DATASET:
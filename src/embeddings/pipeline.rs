// Copyright (c) 2025 Fabstir
// SPDX-License-Identifier: BUSL-1.1

//! Embedding pipeline: tokenize → encode → pool → normalize
//!
//! The single-text path never fails from the caller's point of view. Any
//! error up to and including pooling is turned into a random unit vector
//! and reported through [`EmbeddingOutcome::Fallback`] and the logs.

use crate::embeddings::config::EmbeddingConfig;
use crate::embeddings::errors::{EmbeddingError, Result};
use crate::embeddings::fallback::random_embedding;
use crate::embeddings::onnx_model::{EncoderInput, OnnxEncoder, SequenceEncoder};
use crate::embeddings::pooling::{l2_normalize, mean_pool};
use crate::embeddings::tokenizer::{TokenSequence, WordTokenizer};
use crate::embeddings::vocabulary::Vocabulary;
use ndarray::Axis;
use std::path::Path;
use std::sync::Arc;
use tracing::{info, warn};

const PROBE_TEXT: &str = "validation test";

/// Result of embedding one text
#[derive(Debug)]
pub enum EmbeddingOutcome {
    /// Produced by the model
    Computed(Vec<f32>),
    /// Model path failed; `embedding` is random but unit-norm
    Fallback {
        embedding: Vec<f32>,
        reason: EmbeddingError,
    },
}

impl EmbeddingOutcome {
    /// Builds a fallback outcome, logging the degradation
    pub fn fallback(dimension: usize, reason: EmbeddingError) -> Self {
        warn!(
            "⚠️  Embedding failed ({}), returning degraded random embedding",
            reason
        );
        EmbeddingOutcome::Fallback {
            embedding: random_embedding(dimension),
            reason,
        }
    }

    pub fn vector(&self) -> &[f32] {
        match self {
            EmbeddingOutcome::Computed(embedding) => embedding,
            EmbeddingOutcome::Fallback { embedding, .. } => embedding,
        }
    }

    pub fn into_vector(self) -> Vec<f32> {
        match self {
            EmbeddingOutcome::Computed(embedding) => embedding,
            EmbeddingOutcome::Fallback { embedding, .. } => embedding,
        }
    }

    pub fn is_fallback(&self) -> bool {
        matches!(self, EmbeddingOutcome::Fallback { .. })
    }

    /// Why the model path was abandoned, if it was
    pub fn reason(&self) -> Option<&EmbeddingError> {
        match self {
            EmbeddingOutcome::Computed(_) => None,
            EmbeddingOutcome::Fallback { reason, .. } => Some(reason),
        }
    }
}

/// Text embedding pipeline shared across concurrent callers
///
/// Cloning is cheap: the vocabulary, encoder and configuration sit behind
/// `Arc`s and are never mutated after construction.
#[derive(Clone)]
pub struct EmbeddingPipeline {
    tokenizer: WordTokenizer,
    encoder: Arc<dyn SequenceEncoder>,
    config: Arc<EmbeddingConfig>,
}

impl std::fmt::Debug for EmbeddingPipeline {
    fn fmt(&self, f: &mut std::fmt::Formatter<'_>) -> std::fmt::Result {
        f.debug_struct("EmbeddingPipeline")
            .field("config", &self.config)
            .field("vocabulary_size", &self.tokenizer.vocabulary().len())
            .field("vocabulary_source", self.tokenizer.vocabulary().source())
            .finish_non_exhaustive()
    }
}

impl EmbeddingPipeline {
    /// Loads the model and tokenizer with default settings and `max_length`
    ///
    /// # Errors
    /// Fails if the model is missing, cannot be loaded, or does not produce
    /// 768-dimensional hidden states. A bad tokenizer file is not an error.
    ///
    /// # Example
    /// ```ignore
    /// let pipeline = EmbeddingPipeline::initialize(
    ///     "./models/all-mpnet-base-v2-onnx/model.onnx",
    ///     "./models/all-mpnet-base-v2-onnx/tokenizer.json",
    ///     128,
    /// ).await?;
    /// let embedding = pipeline.embed("The Matrix").await;
    /// assert_eq!(embedding.len(), 768);
    /// ```
    pub async fn initialize(
        model_path: impl AsRef<Path>,
        tokenizer_path: impl AsRef<Path>,
        max_length: usize,
    ) -> Result<Self> {
        let config = EmbeddingConfig::new(model_path.as_ref(), tokenizer_path.as_ref())
            .with_max_length(max_length);
        Self::from_config(config).await
    }

    /// Builds the ONNX-backed pipeline described by `config`
    pub async fn from_config(config: EmbeddingConfig) -> Result<Self> {
        config.validate()?;

        let vocabulary = Vocabulary::load(&config.tokenizer_path).await;
        info!(
            "Vocabulary ready: {} tokens (source: {})",
            vocabulary.len(),
            vocabulary.source()
        );

        let model_path = config.model_path.clone();
        let num_threads = config.num_threads;
        let encoder =
            tokio::task::spawn_blocking(move || OnnxEncoder::load(model_path, num_threads))
                .await
                .map_err(|e| EmbeddingError::ModelLoad {
                    path: config.model_path.clone(),
                    reason: e.to_string(),
                })??;

        let pipeline = Self::with_encoder(vocabulary, Arc::new(encoder), config)?;
        pipeline.probe_model().await?;

        info!(
            "✅ Embedding pipeline initialized ({} dims, max_length {})",
            pipeline.dimension(),
            pipeline.max_length()
        );
        Ok(pipeline)
    }

    /// Assembles a pipeline around an existing encoder
    ///
    /// No probe inference is run; the encoder is trusted to produce
    /// `config.dimension` hidden values per token.
    pub fn with_encoder(
        vocabulary: Vocabulary,
        encoder: Arc<dyn SequenceEncoder>,
        config: EmbeddingConfig,
    ) -> Result<Self> {
        config.validate()?;

        Ok(Self {
            tokenizer: WordTokenizer::new(Arc::new(vocabulary), config.max_length),
            encoder,
            config: Arc::new(config),
        })
    }

    /// Runs one inference at startup to check the model's hidden size
    async fn probe_model(&self) -> Result<()> {
        let pipeline = self.clone();
        let probe = tokio::task::spawn_blocking(move || {
            let tokens = pipeline.tokenizer.tokenize(PROBE_TEXT);
            let input = EncoderInput::from_sequences(std::slice::from_ref(&tokens))?;
            pipeline.encoder.encode(input)
        })
        .await
        .map_err(|e| EmbeddingError::TaskFailed(e.to_string()))
        .and_then(|result| result);

        let hidden = probe.map_err(|e| EmbeddingError::ModelLoad {
            path: self.config.model_path.clone(),
            reason: format!("probe inference failed: {}", e),
        })?;

        let actual = hidden.len_of(Axis(2));
        if actual != self.config.dimension {
            return Err(EmbeddingError::DimensionMismatch {
                expected: self.config.dimension,
                actual,
            });
        }
        Ok(())
    }

    /// Fixed-length token encoding of `text`
    pub fn tokenize(&self, text: &str) -> TokenSequence {
        self.tokenizer.tokenize(text)
    }

    /// Non-padding positions `text` would occupy, markers included
    pub fn count_tokens(&self, text: &str) -> usize {
        self.tokenizer.count_tokens(text)
    }

    /// Model path for one text, errors surfaced
    pub fn try_embed(&self, text: &str) -> Result<Vec<f32>> {
        let tokens = self.tokenizer.tokenize(text);
        let input = EncoderInput::from_sequences(std::slice::from_ref(&tokens))?;
        let hidden = self.encoder.encode(input)?;

        if hidden.len_of(Axis(0)) == 0 {
            return Err(EmbeddingError::Inference(
                "encoder returned an empty batch".to_string(),
            ));
        }

        let pooled = mean_pool(hidden.index_axis(Axis(0), 0), &tokens.attention_mask)?;
        if pooled.len() != self.config.dimension {
            return Err(EmbeddingError::DimensionMismatch {
                expected: self.config.dimension,
                actual: pooled.len(),
            });
        }
        if let Some(position) = pooled.iter().position(|v| !v.is_finite()) {
            return Err(EmbeddingError::Pooling(format!(
                "non-finite pooled value {} at component {}",
                pooled[position], position
            )));
        }

        Ok(l2_normalize(pooled))
    }

    /// Embeds one text on the current thread, falling back on failure
    pub fn embed_outcome_blocking(&self, text: &str) -> EmbeddingOutcome {
        match self.try_embed(text) {
            Ok(embedding) => EmbeddingOutcome::Computed(embedding),
            Err(e) => EmbeddingOutcome::fallback(self.config.dimension, e),
        }
    }

    /// Embeds one text on the blocking pool, falling back on failure
    pub async fn embed_outcome(&self, text: &str) -> EmbeddingOutcome {
        let pipeline = self.clone();
        let text = text.to_owned();

        match tokio::task::spawn_blocking(move || pipeline.embed_outcome_blocking(&text)).await {
            Ok(outcome) => outcome,
            Err(e) => EmbeddingOutcome::fallback(
                self.config.dimension,
                EmbeddingError::TaskFailed(e.to_string()),
            ),
        }
    }

    /// Embeds one text; always returns a unit-norm vector of `dimension()` values
    pub async fn embed(&self, text: &str) -> Vec<f32> {
        self.embed_outcome(text).await.into_vector()
    }

    pub fn dimension(&self) -> usize {
        self.config.dimension
    }

    pub fn max_length(&self) -> usize {
        self.config.max_length
    }

    pub fn vocabulary(&self) -> &Vocabulary {
        self.tokenizer.vocabulary()
    }

    pub fn config(&self) -> &EmbeddingConfig {
        &self.config
    }
}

WHAT TO PRODUCE: Transcribe the records above exactly, beginning at the line that contains "pub fn try_embed(&self, text: &str)" and ending with the line that contains "Embeds one text;", both included, and nothing else.

OUTPUT FOR THIS EXERCISE:
    pub fn try_embed(&self, text: &str) -> Result<Vec<f32>> {
        let tokens = self.tokenizer.tokenize(text);
        let input = EncoderInput::from_sequences(std::slice::from_ref(&tokens))?;
        let hidden = self.encoder.encode(input)?;

        if hidden.len_of(Axis(0)) == 0 {
            return Err(EmbeddingError::Inference(
                "encoder returned an empty batch".to_string(),
            ));
        }

        let pooled = mean_pool(hidden.index_axis(Axis(0), 0), &tokens.attention_mask)?;
        if pooled.len() != self.config.dimension {
            return Err(EmbeddingError::DimensionMismatch {
                expected: self.config.dimension,
                actual: pooled.len(),
            });
        }
        if let Some(position) = pooled.iter().position(|v| !v.is_finite()) {
            return Err(EmbeddingError::Pooling(format!(
                "non-finite pooled value {} at component {}",
                pooled[position], position
            )));
        }

        Ok(l2_normalize(pooled))
    }

    /// Embeds one text on the current thread, falling back on failure
    pub fn embed_outcome_blocking(&self, text: &str) -> EmbeddingOutcome {
        match self.try_embed(text) {
            Ok(embedding) => EmbeddingOutcome::Computed(embedding),
            Err(e) => EmbeddingOutcome::fallback(self.config.dimension, e),
        }
    }

    /// Embeds one text on the blocking pool, falling back on failure
    pub async fn embed_outcome(&self, text: &str) -> EmbeddingOutcome {
        let pipeline = self.clone();
        let text = text.to_owned();

        match tokio::task::spawn_blocking(move || pipeline.embed_outcome_blocking(&text)).await {
            Ok(outcome) => outcome,
            Err(e) => EmbeddingOutcome::fallback(
                self.config.dimension,
                EmbeddingError::TaskFailed(e.to_string()),
            ),
        }
    }

    /// Embeds one text; always returns a unit-norm vector of `dimension()` values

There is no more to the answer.